▶ **WORKING DATA**:
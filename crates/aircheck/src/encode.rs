// Encoder handoff: turn the ordered segment set into one audio file.

use std::fmt::Write as _;
use std::path::{Path, PathBuf};
use std::process::Stdio;

use async_trait::async_trait;
use chrono::{Local, NaiveDate};
use tokio::fs;
use tokio::process::Command;
use tracing::{debug, info};

use crate::error::RecorderError;

/// Consumes the ordered segment paths produced by a recording window.
/// The pipeline's responsibility ends at producing that ordered list.
#[async_trait]
pub trait Encoder: Send + Sync {
    async fn encode(&self, segments: &[PathBuf]) -> Result<PathBuf, RecorderError>;
}

/// Output file name from the `{prefix}-{name}.{suffix}` template.
///
/// Prefix and name parts containing `%` are treated as chrono format
/// patterns and expanded with `date`; anything else is used literally.
pub fn output_file_name(prefix: &str, name: &str, suffix: &str, date: NaiveDate) -> String {
    format!("{}-{}.{}", expand(prefix, date), expand(name, date), suffix)
}

fn expand(part: &str, date: NaiveDate) -> String {
    if !part.contains('%') {
        return part.to_string();
    }
    let mut expanded = String::new();
    match write!(expanded, "{}", date.format(part)) {
        Ok(()) => expanded,
        // An unparseable pattern falls back to the literal text.
        Err(_) => part.to_string(),
    }
}

/// Concatenates segments with ffmpeg's concat demuxer and encodes the
/// result to MP3.
pub struct FfmpegEncoder {
    ffmpeg_path: PathBuf,
    output_dir: PathBuf,
    file_prefix: String,
    file_name: String,
    file_suffix: String,
    bitrate_kbps: u32,
    sample_rate: u32,
    channels: u32,
}

impl FfmpegEncoder {
    #[allow(clippy::too_many_arguments)]
    pub fn new(
        ffmpeg_path: PathBuf,
        output_dir: PathBuf,
        file_prefix: String,
        file_name: String,
        file_suffix: String,
        bitrate_kbps: u32,
        sample_rate: u32,
        channels: u32,
    ) -> Self {
        Self {
            ffmpeg_path,
            output_dir,
            file_prefix,
            file_name,
            file_suffix,
            bitrate_kbps,
            sample_rate,
            channels,
        }
    }

    fn output_path(&self, date: NaiveDate) -> PathBuf {
        self.output_dir.join(output_file_name(
            &self.file_prefix,
            &self.file_name,
            &self.file_suffix,
            date,
        ))
    }

    async fn write_concat_list(
        &self,
        list_path: &Path,
        segments: &[PathBuf],
    ) -> Result<(), RecorderError> {
        let mut body = String::with_capacity(segments.len() * 64);
        for segment in segments {
            // Single quotes per the concat demuxer's escaping rules.
            let escaped = segment.display().to_string().replace('\'', "'\\''");
            body.push_str("file '");
            body.push_str(&escaped);
            body.push_str("'\n");
        }
        fs::write(list_path, body).await?;
        Ok(())
    }
}

#[async_trait]
impl Encoder for FfmpegEncoder {
    async fn encode(&self, segments: &[PathBuf]) -> Result<PathBuf, RecorderError> {
        if segments.is_empty() {
            return Err(RecorderError::encode("no segments to encode"));
        }

        let output_path = self.output_path(Local::now().date_naive());
        let list_path = output_path.with_extension("concat");
        self.write_concat_list(&list_path, segments).await?;

        info!(
            segments = segments.len(),
            output = %output_path.display(),
            "starting ffmpeg encode"
        );
        let status = Command::new(&self.ffmpeg_path)
            .arg("-y")
            .arg("-hide_banner")
            .arg("-loglevel")
            .arg("error")
            .arg("-f")
            .arg("concat")
            .arg("-safe")
            .arg("0")
            .arg("-i")
            .arg(&list_path)
            .arg("-codec:a")
            .arg("libmp3lame")
            .arg("-b:a")
            .arg(format!("{}k", self.bitrate_kbps))
            .arg("-ar")
            .arg(self.sample_rate.to_string())
            .arg("-ac")
            .arg(self.channels.to_string())
            .arg(&output_path)
            .stdin(Stdio::null())
            .status()
            .await;

        if let Err(e) = fs::remove_file(&list_path).await {
            debug!(path = %list_path.display(), error = %e, "could not remove concat list");
        }

        let status = status?;
        if !status.success() {
            return Err(RecorderError::encode(format!("ffmpeg exited with {status}")));
        }
        Ok(output_path)
    }
}

#[cfg(test)]
mod tests {
    use super::*;

    #[test]
    fn template_parts_expand_date_patterns() {
        let date = NaiveDate::from_ymd_opt(2026, 8, 6).unwrap();
        assert_eq!(
            output_file_name("%Y%m%d", "morning-show", "mp3", date),
            "20260806-morning-show.mp3"
        );
    }

    #[test]
    fn literal_template_parts_pass_through() {
        let date = NaiveDate::from_ymd_opt(2026, 8, 6).unwrap();
        assert_eq!(
            output_file_name("radio", "capture", "mp3", date),
            "radio-capture.mp3"
        );
    }

    #[tokio::test]
    async fn concat_list_quotes_each_segment() {
        let dir = tempfile::tempdir().unwrap();
        let encoder = FfmpegEncoder::new(
            PathBuf::from("ffmpeg"),
            dir.path().to_path_buf(),
            "radio".to_string(),
            "capture".to_string(),
            "mp3".to_string(),
            320,
            48000,
            2,
        );
        let list_path = dir.path().join("capture.concat");
        encoder
            .write_concat_list(
                &list_path,
                &[
                    PathBuf::from("/data/20260806/ch-media-1.ts"),
                    PathBuf::from("/data/20260806/ch-media-2.ts"),
                ],
            )
            .await
            .unwrap();

        let body = std::fs::read_to_string(&list_path).unwrap();
        assert_eq!(
            body,
            "file '/data/20260806/ch-media-1.ts'\nfile '/data/20260806/ch-media-2.ts'\n"
        );
    }

    #[tokio::test]
    async fn empty_segment_list_is_refused() {
        let dir = tempfile::tempdir().unwrap();
        let encoder = FfmpegEncoder::new(
            PathBuf::from("ffmpeg"),
            dir.path().to_path_buf(),
            "radio".to_string(),
            "capture".to_string(),
            "mp3".to_string(),
            320,
            48000,
            2,
        );
        assert!(matches!(
            encoder.encode(&[]).await,
            Err(RecorderError::Encode { .. })
        ));
    }
}
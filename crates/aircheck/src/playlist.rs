// Index poller: fetch the live playlist document and enqueue unseen segments.

use std::sync::Arc;
use std::time::Duration;

use async_trait::async_trait;
use reqwest::Client;
use reqwest::header::CONTENT_TYPE;
use tracing::debug;
use url::Url;

use crate::error::RecorderError;
use crate::queue::SegmentTracker;
use crate::segment::SegmentRecord;

/// Lines starting with this marker are tags or comments, never references.
const COMMENT_MARKER: char = '#';

#[async_trait]
pub trait IndexSource: Send + Sync {
    /// Retrieves the current index document body.
    async fn fetch_index(&self) -> Result<String, RecorderError>;
}

/// HTTP implementation fetching the configured playlist URL.
pub struct HttpIndexSource {
    client: Client,
    playlist_url: Url,
    timeout: Duration,
}

impl HttpIndexSource {
    pub fn new(client: Client, playlist_url: Url, timeout: Duration) -> Self {
        Self {
            client,
            playlist_url,
            timeout,
        }
    }
}

#[async_trait]
impl IndexSource for HttpIndexSource {
    async fn fetch_index(&self) -> Result<String, RecorderError> {
        let response = self
            .client
            .get(self.playlist_url.clone())
            .header(CONTENT_TYPE, "application/x-mpegURL")
            .timeout(self.timeout)
            .send()
            .await?;
        let status = response.status();
        if !status.is_success() {
            return Err(RecorderError::http_status(
                status,
                self.playlist_url.as_str(),
                "index poll",
            ));
        }
        Ok(response.text().await?)
    }
}

/// Scans index documents and feeds unseen segment references to the tracker.
pub struct IndexPoller {
    source: Arc<dyn IndexSource>,
    tracker: Arc<SegmentTracker>,
    playlist_url: Url,
    segment_extension: String,
}

impl IndexPoller {
    pub fn new(
        source: Arc<dyn IndexSource>,
        tracker: Arc<SegmentTracker>,
        playlist_url: Url,
        segment_extension: String,
    ) -> Self {
        Self {
            source,
            tracker,
            playlist_url,
            segment_extension,
        }
    }

    /// One poll cycle. Returns the number of segments newly enqueued.
    ///
    /// A line is a segment reference iff it does not start with the comment
    /// marker and ends with the configured extension. Transient fetch
    /// errors bubble up to be retried next cycle; a URL that cannot be
    /// constructed from a matching line is a defect and aborts the cycle.
    pub async fn poll_once(&self) -> Result<usize, RecorderError> {
        let body = self.source.fetch_index().await?;
        let mut added = 0;
        for line in body.lines() {
            let line = line.trim();
            if line.is_empty() || line.starts_with(COMMENT_MARKER) {
                continue;
            }
            if !line.ends_with(self.segment_extension.as_str()) {
                continue;
            }
            let segment_url = resolve_segment_url(&self.playlist_url, line)?;
            if self
                .tracker
                .offer_if_absent(SegmentRecord::new(segment_url.clone()))
            {
                debug!(url = %segment_url, "discovered segment");
                added += 1;
            }
        }
        Ok(added)
    }
}

/// Resolves a segment reference against the index URL.
///
/// The index document's file name (the last path component) is replaced by
/// the reference, which may itself span several path components. Scheme,
/// host, port, and query string are kept intact; `Url::join` would drop
/// the query.
pub fn resolve_segment_url(playlist_url: &Url, reference: &str) -> Result<Url, RecorderError> {
    // Absolute references are used verbatim.
    if let Ok(absolute) = Url::parse(reference) {
        return Ok(absolute);
    }

    let mut url = playlist_url.clone();
    {
        let mut segments = url.path_segments_mut().map_err(|_| {
            RecorderError::invalid_url(reference, "index URL cannot be a base")
        })?;
        segments.pop();
        for part in reference.split('/') {
            if part.is_empty() {
                continue;
            }
            segments.push(part);
        }
    }
    Ok(url)
}
// Shared HTTP client construction for index and segment requests.

use reqwest::Client;
use reqwest::header::{HeaderMap, HeaderValue};

use crate::config::RecorderConfig;
use crate::error::RecorderError;
use crate::proxy::build_proxy_from_config;

pub fn get_default_headers() -> HeaderMap {
    let mut default_headers = HeaderMap::new();

    default_headers.insert(
        reqwest::header::ACCEPT_ENCODING,
        HeaderValue::from_static("gzip, deflate"),
    );

    default_headers.insert(
        reqwest::header::CONNECTION,
        HeaderValue::from_static("keep-alive"),
    );

    default_headers.insert(reqwest::header::ACCEPT, HeaderValue::from_static("*/*"));

    default_headers
}

/// One client serves both the index poller and every fetch worker, so
/// segment requests multiplex over the same connection pool.
pub fn build_http_client(config: &RecorderConfig) -> Result<Client, RecorderError> {
    let mut builder = Client::builder()
        .user_agent(config.user_agent.clone())
        .default_headers(get_default_headers())
        .redirect(reqwest::redirect::Policy::limited(10))
        .connect_timeout(config.connect_timeout);

    if let Some(proxy_config) = &config.proxy {
        builder = builder.proxy(build_proxy_from_config(proxy_config)?);
    }

    builder.build().map_err(RecorderError::from)
}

▶ **WHAT YOU ARE ASKED TO DO**:
All that is needed is the number of lines in the material containing the string "expanded".

▶ **YOUR SOLUTION**:
4